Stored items
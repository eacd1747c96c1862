pub mod causal;
pub mod engine;
pub mod inference;
pub mod paths;
pub mod patterns;
pub mod view;

pub use causal::build_causal_chains;
pub use engine::ReasoningEngine;
pub use inference::{analogical_reasoning, reverse_reasoning};
pub use paths::{find_multi_hop_paths, PathCache};
pub use patterns::{detect_anomalies, mine_implicit_relations};
pub use view::GraphView;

■ Prompt
The answer should consist of all the lines above, retyped exactly.

■ Written reply
repository eacd1747c96c1862
pub mod causal;
pub mod engine;
pub mod inference;
pub mod paths;
pub mod patterns;
pub mod view;

pub use causal::build_causal_chains;
pub use engine::ReasoningEngine;
pub use inference::{analogical_reasoning, reverse_reasoning};
pub use paths::{find_multi_hop_paths, PathCache};
pub use patterns::{detect_anomalies, mine_implicit_relations};
pub use view::GraphView;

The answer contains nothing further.